ダイアナさん……管理していた精霊楽器、盗まれちゃったんだね……。
これは内緒です!
お口チャックの重要秘密です!
「それでね、光の精霊に探しに行かせるとまたどこぞへと逃げ……行方不明になってしまうから、あなたたちで探してきてほしいの」
「……どこにあるのか、わかっているのか?」
「ええ。それで、他の楽器は精霊の契約者たちにここで渡しておくわ」
ダイアナさんが手をふわっと動かすと、テーブルの上にドンドンと精霊楽器が出現した。
「好きなのを取ってちょうだい。どれを取っても一緒よ。
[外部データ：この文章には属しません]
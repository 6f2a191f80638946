use thiserror::Error;

#[derive(Error, Debug)]
pub enum EngineError {
    #[error("Scrape failed: {0}")]
    Scrape(String),

    #[error("Store error: {0}")]
    Store(#[from] athwatch_store::StoreError),

    #[error("Invalid configuration: {0}")]
    Config(String),

    #[error("JSON error: {0}")]
    Json(#[from] serde_json::Error),
}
精霊の属性も関係ないわ」
ダイアナさんはさらに、曲を演奏する練習も必要ないと告げた。
どうやら、勝手に楽器が曲を奏でてくれるらしいので、精霊の契約者は魔力を込めて楽器を奏でる練習をすればいいとのこと。
これにはアリスターとドロシーちゃんが胸を撫でおろしていました。
ドロシーちゃんの手はモグラさんの手なので、小さいものは扱いにくいんだよね。
「あ、ダイアナ。例の歌い手だけど、見つかったから」
さらっと爆弾発言する兄様を、横目でチラッと見たダイアナさんは意味ありげに微笑んだ。
「そう、よかったわ」
兄様とダイアナさんの間に漂う緊張感に、アリスターはキャロルちゃんを紹介したほうがいいのかわからずオロオロ。
ちなみにキャロルちゃんはこの場にはいない。
「ところで、残りの精霊楽器ってどこにあるのよ?」
紫紺が欠伸交じりに尋ねると、ダイアナさんは嬉しそうに真っ赤な唇をニンマリ。
「あなたたちも足を踏み入れたことのない場所。光の精霊の精霊界の出入り口があるという伝説の……光の森よ」
「んゆ?」
そこは有名な場所なのですか?
セバスとアルバート様は驚愕に目を見開き、兄様たちはきょとんとした顔ですけど?
「光の森だと……って、紫紺、そこはどこだ?」
「アタシだって知らないわよ」
……神獣聖獣も知らない場所みたいです。